*What to do*:
Give back an exact copy of the lines in the records below, from the line that has "let listener_shutdown = shutdown_rx.clone();" through the line that has "let (merger, mut", and nothing besides.

*Records excerpted from a collection*:
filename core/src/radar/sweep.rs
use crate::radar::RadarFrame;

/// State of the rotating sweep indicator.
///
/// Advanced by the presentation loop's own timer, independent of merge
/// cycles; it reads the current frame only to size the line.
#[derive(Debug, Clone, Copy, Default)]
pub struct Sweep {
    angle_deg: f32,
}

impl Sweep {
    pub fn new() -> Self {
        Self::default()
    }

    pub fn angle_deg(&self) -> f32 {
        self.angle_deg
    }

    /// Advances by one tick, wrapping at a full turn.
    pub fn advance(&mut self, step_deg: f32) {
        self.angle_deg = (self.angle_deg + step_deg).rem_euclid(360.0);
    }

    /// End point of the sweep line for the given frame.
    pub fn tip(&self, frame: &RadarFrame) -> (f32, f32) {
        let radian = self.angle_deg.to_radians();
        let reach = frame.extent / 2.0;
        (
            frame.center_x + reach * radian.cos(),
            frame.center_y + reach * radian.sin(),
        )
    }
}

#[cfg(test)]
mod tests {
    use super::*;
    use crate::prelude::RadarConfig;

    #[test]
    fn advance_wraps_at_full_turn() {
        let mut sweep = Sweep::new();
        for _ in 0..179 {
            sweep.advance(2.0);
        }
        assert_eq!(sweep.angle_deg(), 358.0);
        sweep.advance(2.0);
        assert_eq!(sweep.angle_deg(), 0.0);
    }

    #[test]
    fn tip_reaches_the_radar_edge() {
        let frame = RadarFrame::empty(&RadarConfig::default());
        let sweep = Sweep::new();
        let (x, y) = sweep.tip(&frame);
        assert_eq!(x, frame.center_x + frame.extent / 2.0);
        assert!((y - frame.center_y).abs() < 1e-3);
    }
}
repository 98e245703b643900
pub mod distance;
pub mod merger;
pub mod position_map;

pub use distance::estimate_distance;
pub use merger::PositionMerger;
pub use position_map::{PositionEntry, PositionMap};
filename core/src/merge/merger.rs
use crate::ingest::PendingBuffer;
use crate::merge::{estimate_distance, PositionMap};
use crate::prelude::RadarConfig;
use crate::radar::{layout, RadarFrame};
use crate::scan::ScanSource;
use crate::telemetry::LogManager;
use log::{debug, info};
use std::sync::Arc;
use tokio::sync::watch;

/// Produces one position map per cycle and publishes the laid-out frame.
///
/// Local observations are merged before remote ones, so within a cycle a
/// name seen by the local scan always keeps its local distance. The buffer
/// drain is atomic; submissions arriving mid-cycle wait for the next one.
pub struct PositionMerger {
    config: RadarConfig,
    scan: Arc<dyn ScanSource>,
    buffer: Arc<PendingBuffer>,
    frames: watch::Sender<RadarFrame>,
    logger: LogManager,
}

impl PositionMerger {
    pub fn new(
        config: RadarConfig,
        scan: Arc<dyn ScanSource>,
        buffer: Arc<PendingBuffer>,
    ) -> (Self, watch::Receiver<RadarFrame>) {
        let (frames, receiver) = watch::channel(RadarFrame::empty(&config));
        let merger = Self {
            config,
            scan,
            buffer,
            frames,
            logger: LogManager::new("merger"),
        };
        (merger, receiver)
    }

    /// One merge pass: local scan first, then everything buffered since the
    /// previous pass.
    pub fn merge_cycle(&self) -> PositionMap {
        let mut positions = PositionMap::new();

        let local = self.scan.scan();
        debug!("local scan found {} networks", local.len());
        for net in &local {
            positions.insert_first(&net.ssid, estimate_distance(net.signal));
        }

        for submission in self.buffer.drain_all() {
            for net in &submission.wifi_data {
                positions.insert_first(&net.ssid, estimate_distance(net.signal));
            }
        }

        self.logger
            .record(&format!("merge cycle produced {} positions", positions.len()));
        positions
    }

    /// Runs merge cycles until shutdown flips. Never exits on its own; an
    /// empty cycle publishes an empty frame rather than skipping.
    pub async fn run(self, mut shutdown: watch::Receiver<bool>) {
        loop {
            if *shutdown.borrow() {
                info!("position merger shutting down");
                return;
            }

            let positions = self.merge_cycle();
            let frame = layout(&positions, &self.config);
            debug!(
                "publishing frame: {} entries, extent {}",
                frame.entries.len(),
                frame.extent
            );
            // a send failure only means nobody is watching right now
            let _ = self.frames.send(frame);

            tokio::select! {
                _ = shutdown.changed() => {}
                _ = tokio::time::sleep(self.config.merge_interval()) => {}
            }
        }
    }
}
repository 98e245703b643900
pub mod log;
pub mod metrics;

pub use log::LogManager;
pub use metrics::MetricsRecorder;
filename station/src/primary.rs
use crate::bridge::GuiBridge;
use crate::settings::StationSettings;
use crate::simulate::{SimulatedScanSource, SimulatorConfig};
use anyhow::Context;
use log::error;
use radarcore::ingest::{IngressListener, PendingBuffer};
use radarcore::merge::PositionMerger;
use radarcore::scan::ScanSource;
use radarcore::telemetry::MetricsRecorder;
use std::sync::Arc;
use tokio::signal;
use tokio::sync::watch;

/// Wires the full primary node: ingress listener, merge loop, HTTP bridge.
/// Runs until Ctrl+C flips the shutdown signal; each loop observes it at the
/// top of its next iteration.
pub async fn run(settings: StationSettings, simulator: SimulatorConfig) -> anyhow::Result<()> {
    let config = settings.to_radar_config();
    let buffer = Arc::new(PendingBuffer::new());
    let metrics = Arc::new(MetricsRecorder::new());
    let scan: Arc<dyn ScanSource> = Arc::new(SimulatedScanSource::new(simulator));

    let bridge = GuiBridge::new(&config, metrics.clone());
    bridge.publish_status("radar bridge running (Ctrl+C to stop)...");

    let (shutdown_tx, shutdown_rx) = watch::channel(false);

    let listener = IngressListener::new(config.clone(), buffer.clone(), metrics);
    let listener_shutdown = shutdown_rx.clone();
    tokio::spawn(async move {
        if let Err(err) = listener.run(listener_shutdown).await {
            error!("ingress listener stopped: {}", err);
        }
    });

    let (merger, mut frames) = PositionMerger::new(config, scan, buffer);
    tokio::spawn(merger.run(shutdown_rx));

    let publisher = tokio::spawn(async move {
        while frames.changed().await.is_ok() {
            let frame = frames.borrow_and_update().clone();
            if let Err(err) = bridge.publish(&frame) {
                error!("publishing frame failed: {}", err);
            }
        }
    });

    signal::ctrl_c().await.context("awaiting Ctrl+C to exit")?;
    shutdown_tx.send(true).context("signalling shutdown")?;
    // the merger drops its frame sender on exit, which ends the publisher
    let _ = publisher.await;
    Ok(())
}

*Result of the task*:
    let listener_shutdown = shutdown_rx.clone();
    tokio::spawn(async move {
        if let Err(err) = listener.run(listener_shutdown).await {
            error!("ingress listener stopped: {}", err);
        }
    });

    let (merger, mut frames) = PositionMerger::new(config, scan, buffer);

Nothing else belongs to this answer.